If there were reasons in my mind for our trip this summer it was to stop the world for a brief moment while the boys were young and for our family interrelationships to benefit from sharing almost everything together rather than being out and about all day always doing individual work and school activities. From this moment in time, this summer, I wanted a freeze frame of the four of our lives together that would last forever. I knew the tangles of our individual worlds in Southern California would unkink in Baja and we would coalesce into the homogeneous entity of family. The predictable and unpredictable elements of our daily lives, together, undivided by the smallest interruptions, would become mental replications of our lifetimes after the boys and we, years in the future, inevitably went our individual ways. In Baja, although we were often threatened by external elements, we were never attacked from within ourselves. The more the wind raged and pulled at our fragile home the more we worked together to control the environment. Like sailors, threatened by a storming sea, we learned to work together against the odds to solve our problems. We grew to rely on each other, the four of us equally.

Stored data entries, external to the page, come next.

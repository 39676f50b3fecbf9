//! Configuration loader with file resolution and environment override support.

use super::error::{ConfigError, ConfigResult, FileAction};
use super::schema::{Config, LogFormat};
use directories::ProjectDirs;
use std::path::{Path, PathBuf};

/// Environment variable prefix for overrides
const ENV_PREFIX: &str = "REPL_BRIDGE";

/// Config file name
const CONFIG_FILE_NAME: &str = "repl-bridge.toml";

/// Environment variable for explicit config path
const CONFIG_PATH_ENV: &str = "REPL_BRIDGE_CONFIG";

/// Configuration loader with resolution and override logic.
#[derive(Debug, Clone)]
pub struct ConfigLoader {
    /// Resolved config file path (if any)
    pub config_path: Option<PathBuf>,
    /// The loaded configuration
    pub config: Config,
}

impl ConfigLoader {
    /// Load configuration using standard resolution order.
    ///
    /// Resolution priority (highest to lowest):
    /// 1. `REPL_BRIDGE_CONFIG` environment variable (explicit path)
    /// 2. `./repl-bridge.toml` (current directory)
    /// 3. the platform config directory (`~/.config/repl-bridge/` on Linux)
    /// 4. Built-in defaults (no file required)
    ///
    /// Environment variables override file values; the result is validated.
    pub fn load() -> ConfigResult<Self> {
        let config_path = resolve_config_path();

        let mut config = match config_path {
            Some(ref path) => load_from_file(path)?,
            None => Config::default(),
        };
        apply_env_overrides(&mut config)?;
        config.validate()?;

        Ok(Self {
            config_path,
            config,
        })
    }

    /// Load configuration from a specific file path.
    pub fn load_from(path: impl AsRef<Path>) -> ConfigResult<Self> {
        let path = path.as_ref().to_path_buf();
        if !path.exists() {
            return Err(ConfigError::NotFound(path));
        }
        let mut config = load_from_file(&path)?;
        apply_env_overrides(&mut config)?;
        config.validate()?;

        Ok(Self {
            config_path: Some(path),
            config,
        })
    }

    /// Create a loader with default configuration (no file).
    ///
    /// Environment overrides still apply; invalid ones are ignored.
    pub fn with_defaults() -> Self {
        let mut config = Config::default();
        if apply_env_overrides(&mut config).is_err() || config.validate().is_err() {
            config = Config::default();
        }

        Self {
            config_path: None,
            config,
        }
    }

    /// Get the loaded configuration.
    pub fn config(&self) -> &Config {
        &self.config
    }

    /// Consume the loader and return the configuration.
    pub fn into_config(self) -> Config {
        self.config
    }

    /// Save the current configuration to the file it was loaded from.
    pub fn save(&self) -> ConfigResult<()> {
        let path = self.config_path.as_ref().ok_or(ConfigError::NoPath)?;
        save_to_file(&self.config, path)
    }

    /// Save the current configuration to a specific file.
    pub fn save_to(&self, path: impl AsRef<Path>) -> ConfigResult<()> {
        save_to_file(&self.config, path.as_ref())
    }

    /// Reload configuration from file (if path is set).
    pub fn reload(&mut self) -> ConfigResult<()> {
        if let Some(ref path) = self.config_path {
            let mut config = load_from_file(path)?;
            apply_env_overrides(&mut config)?;
            config.validate()?;
            self.config = config;
        }
        Ok(())
    }
}

/// Resolve the configuration file path using standard locations.
pub fn resolve_config_path() -> Option<PathBuf> {
    if let Ok(path) = std::env::var(CONFIG_PATH_ENV) {
        let path = PathBuf::from(path);
        if path.exists() {
            return Some(path);
        }
    }

    let cwd_config = PathBuf::from(CONFIG_FILE_NAME);
    if cwd_config.exists() {
        return Some(cwd_config);
    }

    get_default_config_path().filter(|path| path.exists())
}

/// Get the default config directory for creating new config files.
pub fn get_default_config_dir() -> Option<PathBuf> {
    ProjectDirs::from("", "", "repl-bridge").map(|dirs| dirs.config_dir().to_path_buf())
}

/// Get the default config file path for creating new config files.
pub fn get_default_config_path() -> Option<PathBuf> {
    get_default_config_dir().map(|d| d.join(CONFIG_FILE_NAME))
}

fn load_from_file(path: &Path) -> ConfigResult<Config> {
    let content = std::fs::read_to_string(path)
        .map_err(|e| ConfigError::file(FileAction::Read, path, e))?;
    Ok(toml::from_str(&content)?)
}

fn save_to_file(config: &Config, path: &Path) -> ConfigResult<()> {
    if let Some(parent) = path.parent() {
        std::fs::create_dir_all(parent)
            .map_err(|e| ConfigError::file(FileAction::Write, path, e))?;
    }

    let content = toml::to_string_pretty(config)?;
    std::fs::write(path, content).map_err(|e| ConfigError::file(FileAction::Write, path, e))
}

fn env_var(key: &str) -> Option<(String, String)> {
    let var = format!("{ENV_PREFIX}_{key}");
    std::env::var(&var).ok().map(|value| (var, value))
}

fn parse_env<T: std::str::FromStr>(var: &str, value: &str, what: &str) -> ConfigResult<T> {
    value
        .trim()
        .parse()
        .map_err(|_| ConfigError::env_parse(var, format!("Invalid {what}")))
}

/// Apply environment variable overrides to the configuration.
///
/// Environment variables follow the pattern `REPL_BRIDGE_<SECTION>_<KEY>`,
/// e.g. `REPL_BRIDGE_SERIAL_PORT=/dev/ttyACM0` or `REPL_BRIDGE_PROMPT_TIMEOUT_MS=10000`.
fn apply_env_overrides(config: &mut Config) -> ConfigResult<()> {
    if let Some((_, value)) = env_var("SERIAL_PORT") {
        config.serial.port = Some(value);
    }
    if let Some((var, value)) = env_var("SERIAL_BAUD") {
        config.serial.default_baud = parse_env(&var, &value, "baud rate")?;
    }

    if let Some((_, value)) = env_var("PROMPT_MARKER") {
        config.prompt.marker = value;
    }
    if let Some((var, value)) = env_var("PROMPT_POLL_INTERVAL_MS") {
        config.prompt.poll_interval_ms = parse_env(&var, &value, "poll interval")?;
    }
    if let Some((var, value)) = env_var("PROMPT_TIMEOUT_MS") {
        config.prompt.timeout_ms = parse_env(&var, &value, "timeout")?;
    }

    if let Some((_, value)) = env_var("LOGGING_LEVEL") {
        config.logging.level = value;
    }
    if let Some((var, value)) = env_var("LOGGING_FORMAT") {
        config.logging.format = match value.to_lowercase().as_str() {
            "json" => LogFormat::Json,
            "pretty" => LogFormat::Pretty,
            "compact" => LogFormat::Compact,
            _ => return Err(ConfigError::env_parse(var, "Expected json, pretty or compact")),
        };
    }

    Ok(())
}

#[cfg(test)]
mod tests {
    use super::*;
    use serial_test::serial;
    use std::env;

    #[test]
    #[serial]
    fn test_default_loader() {
        let loader = ConfigLoader::with_defaults();
        assert_eq!(loader.config().serial.default_baud, 115_200);
        assert!(loader.config_path.is_none());
    }

    #[test]
    #[serial]
    fn test_env_override() {
        env::set_var("REPL_BRIDGE_PROMPT_TIMEOUT_MS", "9999");
        env::set_var("REPL_BRIDGE_SERIAL_PORT", "/dev/ttyACM1");

        let loader = ConfigLoader::with_defaults();
        assert_eq!(loader.config().prompt.timeout_ms, 9999);
        assert_eq!(loader.config().serial.port.as_deref(), Some("/dev/ttyACM1"));

        env::remove_var("REPL_BRIDGE_PROMPT_TIMEOUT_MS");
        env::remove_var("REPL_BRIDGE_SERIAL_PORT");
    }

    #[test]
    #[serial]
    fn test_invalid_env_override_is_reported() {
        env::set_var("REPL_BRIDGE_SERIAL_BAUD", "fast");

        let mut config = Config::default();
        let err = apply_env_overrides(&mut config).unwrap_err();
        assert!(err.to_string().contains("REPL_BRIDGE_SERIAL_BAUD"));

        // with_defaults falls back instead of failing
        assert_eq!(ConfigLoader::with_defaults().config().serial.default_baud, 115_200);

        env::remove_var("REPL_BRIDGE_SERIAL_BAUD");
    }
}
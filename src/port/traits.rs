//! Core traits for the serial transport contract.
//!
//! The bridge never talks to hardware directly. It asks a [`SerialPlatform`]
//! for a [`SerialTransport`], opens it, and then holds one [`PortReader`] and
//! one [`PortWriter`] for the lifetime of a session. Real ports
//! ([`NativePlatform`](super::NativePlatform)) and the scripted
//! [`MockPlatform`](super::MockPlatform) implement the same contract.

use super::error::PortError;
use async_trait::async_trait;
use serde::{Deserialize, Serialize};
use std::time::Duration;

/// Baud rate used when the caller does not pick one.
pub const DEFAULT_BAUD_RATE: u32 = 115_200;

/// Configuration parameters for a serial port.
#[derive(Debug, Clone, PartialEq, Eq, Serialize, Deserialize)]
pub struct PortConfiguration {
    /// Baud rate (bits per second).
    pub baud_rate: u32,

    /// Number of data bits (5, 6, 7, or 8).
    pub data_bits: DataBits,

    /// Flow control mode.
    pub flow_control: FlowControl,

    /// Parity checking mode.
    pub parity: Parity,

    /// Number of stop bits.
    pub stop_bits: StopBits,

    /// Read/write timeout handed to the driver.
    pub timeout: Duration,
}

impl Default for PortConfiguration {
    fn default() -> Self {
        Self {
            baud_rate: DEFAULT_BAUD_RATE,
            data_bits: DataBits::Eight,
            flow_control: FlowControl::None,
            parity: Parity::None,
            stop_bits: StopBits::One,
            timeout: Duration::from_secs(1),
        }
    }
}

impl PortConfiguration {
    /// Same line settings at a different baud rate.
    pub fn with_baud_rate(&self, baud_rate: u32) -> Self {
        Self {
            baud_rate,
            ..self.clone()
        }
    }
}

/// Number of data bits per character.
#[derive(Debug, Clone, Copy, PartialEq, Eq, Serialize, Deserialize)]
#[serde(rename_all = "snake_case")]
pub enum DataBits {
    Five,
    Six,
    Seven,
    Eight,
}

impl From<DataBits> for serialport::DataBits {
    fn from(bits: DataBits) -> Self {
        match bits {
            DataBits::Five => serialport::DataBits::Five,
            DataBits::Six => serialport::DataBits::Six,
            DataBits::Seven => serialport::DataBits::Seven,
            DataBits::Eight => serialport::DataBits::Eight,
        }
    }
}

/// Flow control modes.
#[derive(Debug, Clone, Copy, PartialEq, Eq, Serialize, Deserialize)]
#[serde(rename_all = "snake_case")]
pub enum FlowControl {
    None,
    Software,
    Hardware,
}

impl From<FlowControl> for serialport::FlowControl {
    fn from(flow: FlowControl) -> Self {
        match flow {
            FlowControl::None => serialport::FlowControl::None,
            FlowControl::Software => serialport::FlowControl::Software,
            FlowControl::Hardware => serialport::FlowControl::Hardware,
        }
    }
}

/// Parity checking modes.
#[derive(Debug, Clone, Copy, PartialEq, Eq, Serialize, Deserialize)]
#[serde(rename_all = "snake_case")]
pub enum Parity {
    None,
    Odd,
    Even,
}

impl From<Parity> for serialport::Parity {
    fn from(parity: Parity) -> Self {
        match parity {
            Parity::None => serialport::Parity::None,
            Parity::Odd => serialport::Parity::Odd,
            Parity::Even => serialport::Parity::Even,
        }
    }
}

/// Number of stop bits.
#[derive(Debug, Clone, Copy, PartialEq, Eq, Serialize, Deserialize)]
#[serde(rename_all = "snake_case")]
pub enum StopBits {
    One,
    Two,
}

impl From<StopBits> for serialport::StopBits {
    fn from(bits: StopBits) -> Self {
        match bits {
            StopBits::One => serialport::StopBits::One,
            StopBits::Two => serialport::StopBits::Two,
        }
    }
}

/// Result of a single read: either some bytes or the end of the stream.
#[derive(Debug, Clone, PartialEq, Eq)]
pub enum ReadChunk {
    Data(Vec<u8>),
    Done,
}

/// Entry point into the host's serial support.
///
/// `request_port` is where a desktop front-end would show a port picker;
/// a denial is reported as [`PortError::Denied`].
#[cfg_attr(test, mockall::automock)]
#[async_trait]
pub trait SerialPlatform: Send + Sync {
    /// Whether the platform can open serial ports at all.
    fn is_available(&self) -> bool;

    /// Ask for a port. The returned transport is not open yet.
    async fn request_port(&self) -> Result<Box<dyn SerialTransport>, PortError>;
}

/// A duplex byte stream to one device.
///
/// The transport hands out at most one reader and one writer at a time.
/// Both must be released before [`SerialTransport::close`] is called.
#[async_trait]
pub trait SerialTransport: Send + std::fmt::Debug {
    /// Name/path of the underlying port.
    fn name(&self) -> &str;

    /// Open the port with the given line settings.
    async fn open(&mut self, config: &PortConfiguration) -> Result<(), PortError>;

    /// Take the exclusive read side.
    fn acquire_reader(&mut self) -> Result<Box<dyn PortReader>, PortError>;

    /// Take the exclusive write side.
    fn acquire_writer(&mut self) -> Result<Box<dyn PortWriter>, PortError>;

    /// Whether the read side is still usable.
    fn is_readable(&self) -> bool;

    /// Shut down the read side. Later reads see the end of the stream.
    async fn cancel_readable(&mut self) -> Result<(), PortError>;

    /// Close the port.
    async fn close(&mut self) -> Result<(), PortError>;
}

/// Exclusive read side of a transport.
#[async_trait]
pub trait PortReader: Send {
    /// Wait for the next chunk of bytes.
    ///
    /// Must be cancel safe: dropping the future loses no data that a later
    /// read would have returned.
    async fn read(&mut self) -> Result<ReadChunk, PortError>;

    /// Abort any read in progress.
    async fn cancel(&mut self) -> Result<(), PortError>;

    /// Give the read lock back to the transport.
    fn release(self: Box<Self>);
}

/// Exclusive write side of a transport.
#[async_trait]
pub trait PortWriter: Send {
    /// Write all of `data`.
    async fn write(&mut self, data: &[u8]) -> Result<(), PortError>;

    /// Flush and close the write side.
    async fn close(&mut self) -> Result<(), PortError>;

    /// Give the write lock back to the transport.
    fn release(self: Box<Self>);
}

Great and threatening storms grew out on the gulf and attacked us unpredictably. We learned to read their arrival on the water before the wind and take their pulse, to know when they had peaked and when we needed to take additional precaution. We learned to be responsible to each other and to each be counted on under the most trying circumstances. We watched the behavior of the wild and domestic animals and the ocean, we watched the land to evaluate the damage it had withstood over the centuries, the millennia before our time there.

Sometimes during the day or night the wind rose suddenly, with no warning. It could blow at thirty knots without causing us any grief; we kept the gear pretty well secured. If it was during the day we took care of things with no major problems. But big winds often came during the night. It was difficult to wake to a rising wind, get dressed in the dark, unless there was a near-full moon, and determine what needed doing.

When the wind was over fifteen knots the kitchen pots and pans, hanging close from the roof on their wire hooks, rang like heavy wind chimes. At anything over thirty knots the walls of the hut would begin to lean, the upright posts being buried only in eighteen inches of sand. Mary Ann usually dealt with the troubles inside and I would go outside to see what the problems were there. If the wind rose above thirty, I would move the Land Cruiser to the corner taking the worst beating and tie a guy line from the truck to the upright at that corner. I could back the truck up slightly to straighten the hut and hold it in place for the duration of the storm. The boys were helping mom pick up inside the hut.

Three or four times during the summer the winds blew over the tolerance of the hut and we took significant damage: either the roof blew off or parts of walls blew away. The suspended gear rattled and banged and the storage crates on the walls spilled their contents on the ground before falling themselves. The animals were scared and restless. The boys would wake and were afraid. The wind howled and whistled and churned the black sea. We were wet with salt spume. Sand flew in sheets above the ground. The danger was very real, in part tangible and in part because we never knew the limits of the wind. Like an earthquake or a tornado, you never quite knew how bad it was going to get.

We held things together any way we could. We never suffered catastrophic damage, but there were many late night blows where I was sure we were going to. I had seen the damage the wind had done to our first hut, at the south end, and I remembered clearly how strong it could grow. Eventually, we dug deep holes a few feet outside each corner of the hut and sank dead-man anchors that we could cinch down when a wind came. These helped to stabilize the uprights, but we still had to use the truck if the blow was really strong. These events became nothing more than an inconvenience after the first few storms and we worked them into our routine. All the threats served the purpose of throwing us together and learning the benefits of working as a team under pressure. The boys, even at their young ages were learning to think on their feet and find a value, looking for something that wasn't getting done and doing it.